Optimum design of a spherical quasi-homokinetic linkage for motion transmission between orthogonal axes

Homokinetic motion transmission between two shafts with axes intersecting at right angles is a recurrent problem; the term quasi-homokinetic indicates that a constant 1:1 velocity ratio between the input and output is the design target, even though this cannot be fully met with a four-bar linkage. A four-bar spherical linkage is optimally designed, which performs “homokinetically” with minimum error through a 120° rotation of its input link, large enough for one specific robotics application. This is done via: (i) minimizing the root-mean-square value of the design error, i.e., the residual of the synthesis equations at the prescribed set of input values; and (ii) directly minimizing the structural error, i.e., the deviation of the generated output angles from the prescribed set. The novelty of the first method lies in that it provides all stationary points, and hence, the global minimum; finding a continuum of minima leaves ample room for maximizing the transmission quality.
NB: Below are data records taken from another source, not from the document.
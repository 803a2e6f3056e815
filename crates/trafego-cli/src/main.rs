mod cli;
mod logging;
mod render;

fn main() {
    if let Err(e) = cli::run() {
        eprintln!("{e:#}"); // pretty anyhow chain
        std::process::exit(1);
    }
}
//! Session persistence.
//!
//! A session is a bearer token plus the profile fetched with it. Both are
//! stored together and loaded together; a token without a readable profile
//! is discarded on load.

mod storage;

use anyhow::{Context, Result};
use tracing::{info, warn};

pub use storage::{FileStorage, MemoryStorage, SessionStorage};

use crate::api::{UserProfile, mask_token};

/// Storage key holding the bearer token.
pub const TOKEN_KEY: &str = "token";
/// Storage key holding the JSON-serialized profile.
pub const USER_KEY: &str = "user";

/// In-memory view of the persisted session.
///
/// Either both fields are present or neither is.
#[derive(Debug, Clone, Default, PartialEq, Eq)]
pub struct Session {
    token: Option<String>,
    user: Option<UserProfile>,
}

impl Session {
    pub fn new(token: impl Into<String>, user: UserProfile) -> Self {
        Self {
            token: Some(token.into()),
            user: Some(user),
        }
    }

    pub fn empty() -> Self {
        Self::default()
    }

    pub fn token(&self) -> Option<&str> {
        self.token.as_deref()
    }

    pub fn user(&self) -> Option<&UserProfile> {
        self.user.as_ref()
    }

    pub fn is_authenticated(&self) -> bool {
        self.token.is_some() && self.user.is_some()
    }
}

/// Reads and writes the session through a [`SessionStorage`] backend.
#[derive(Debug)]
pub struct SessionStore<S> {
    storage: S,
}

impl SessionStore<FileStorage> {
    /// Store backed by `$TRAFEGO_HOME/session.json`.
    pub fn open_default() -> Self {
        Self::new(FileStorage::default_location())
    }
}

impl<S: SessionStorage> SessionStore<S> {
    pub fn new(storage: S) -> Self {
        Self { storage }
    }

    pub fn storage(&self) -> &S {
        &self.storage
    }

    /// Persists token and profile together.
    ///
    /// # Errors
    /// Returns an error if the profile cannot be serialized or the storage
    /// write fails; in that case nothing new is stored.
    pub fn save(&mut self, token: &str, profile: &UserProfile) -> Result<Session> {
        let user = serde_json::to_string(profile).context("Failed to serialize user profile")?;
        self.storage
            .set_all(&[(TOKEN_KEY, token), (USER_KEY, &user)])
            .context("Failed to persist session")?;

        info!(token = %mask_token(token), user = %profile.name, "session saved");
        Ok(Session::new(token, profile.clone()))
    }

    /// Loads the stored session.
    ///
    /// Absent, unreadable or partial data yields an empty session; partial
    /// data is also cleared so it cannot resurface.
    pub fn load(&mut self) -> Session {
        let token = match self.storage.get(TOKEN_KEY) {
            Ok(token) => token,
            Err(e) => {
                warn!("Ignoring unreadable session: {e:#}");
                self.discard_partial();
                return Session::empty();
            }
        };
        let user = self.storage.get(USER_KEY).ok().flatten();

        match (token, user) {
            (None, None) => Session::empty(),
            (Some(token), Some(user)) if !token.trim().is_empty() => {
                match serde_json::from_str::<UserProfile>(&user) {
                    Ok(profile) => Session::new(token, profile),
                    Err(e) => {
                        warn!("Ignoring session with corrupt profile: {e}");
                        self.discard_partial();
                        Session::empty()
                    }
                }
            }
            _ => {
                warn!("Ignoring incomplete session");
                self.discard_partial();
                Session::empty()
            }
        }
    }

    /// Removes token and profile. Idempotent.
    ///
    /// # Errors
    /// Returns an error if the storage write fails.
    pub fn clear(&mut self) -> Result<()> {
        self.storage
            .remove_all(&[TOKEN_KEY, USER_KEY])
            .context("Failed to clear session")?;
        info!("session cleared");
        Ok(())
    }

    fn discard_partial(&mut self) {
        if let Err(e) = self.storage.remove_all(&[TOKEN_KEY, USER_KEY]) {
            warn!("Failed to discard incomplete session: {e:#}");
        }
    }
}
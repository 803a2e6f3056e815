//! Dashboard command handler.

use anyhow::{Result, anyhow};
use trafego_core::api::ApiErrorKind;
use trafego_core::dashboard::{CampaignSource, DashboardController, DashboardEffect};

use super::AppContext;
use crate::render;

/// Applies the effects left over from a controller call.
///
/// A `SessionExpired` clears the session, deactivates the dashboard and
/// becomes the command's error.
pub fn settle<C: CampaignSource>(
    ctx: &mut AppContext,
    controller: &DashboardController<C>,
    effects: Vec<DashboardEffect>,
) -> Result<()> {
    for effect in effects {
        if let DashboardEffect::SessionExpired(error) = effect {
            controller.deactivate();
            return Err(ctx.fail(error));
        }
    }
    Ok(())
}

/// Prints the dashboard, then fails the command if the last refresh failed.
pub fn show<C: CampaignSource>(
    ctx: &AppContext,
    controller: &DashboardController<C>,
    rows: usize,
) -> Result<()> {
    println!(
        "{}",
        render::dashboard(&controller.view(), rows, ctx.gate.session().user())
    );

    match controller.failure() {
        None => Ok(()),
        Some(failure) if failure.kind == ApiErrorKind::Transport => Err(anyhow!(
            "Server unreachable at {}. Check that the API is running and try again.",
            ctx.base.base_url()
        )),
        Some(failure) => Err(anyhow!(failure.message)),
    }
}

pub async fn run(ctx: &mut AppContext, rows: Option<usize>) -> Result<()> {
    let controller = DashboardController::new(ctx.authorized()?);

    let effects = controller.activate().await;
    settle(ctx, &controller, effects)?;

    let rows = rows.unwrap_or(ctx.config.dashboard.rows);
    show(ctx, &controller, rows)
}
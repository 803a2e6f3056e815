//! Config command handlers.

use anyhow::{Context, Result};
use trafego_core::config;

pub fn path() {
    println!("{}", config::paths::config_path().display());
}

pub fn init() -> Result<()> {
    let config_path = config::paths::config_path();
    config::Config::init(&config_path)
        .with_context(|| format!("init config at {}", config_path.display()))?;
    println!("Created config at {}", config_path.display());
    Ok(())
}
Further, the effect of data-set cardinality on the structural error is analyzed, which is then minimized directly. A new mechanism is thus obtained with a minimum structural error, but with a slightly compromised transmission quality.

► A four-bar spherical linkage is designed to transmit motion between orthogonal axes.
► The mechanism proposed has minimum design error and maximum transmission quality.
► The effect of data-set cardinality on the structural error is discussed.
► The structural error is minimized without relying on its closed-form expression.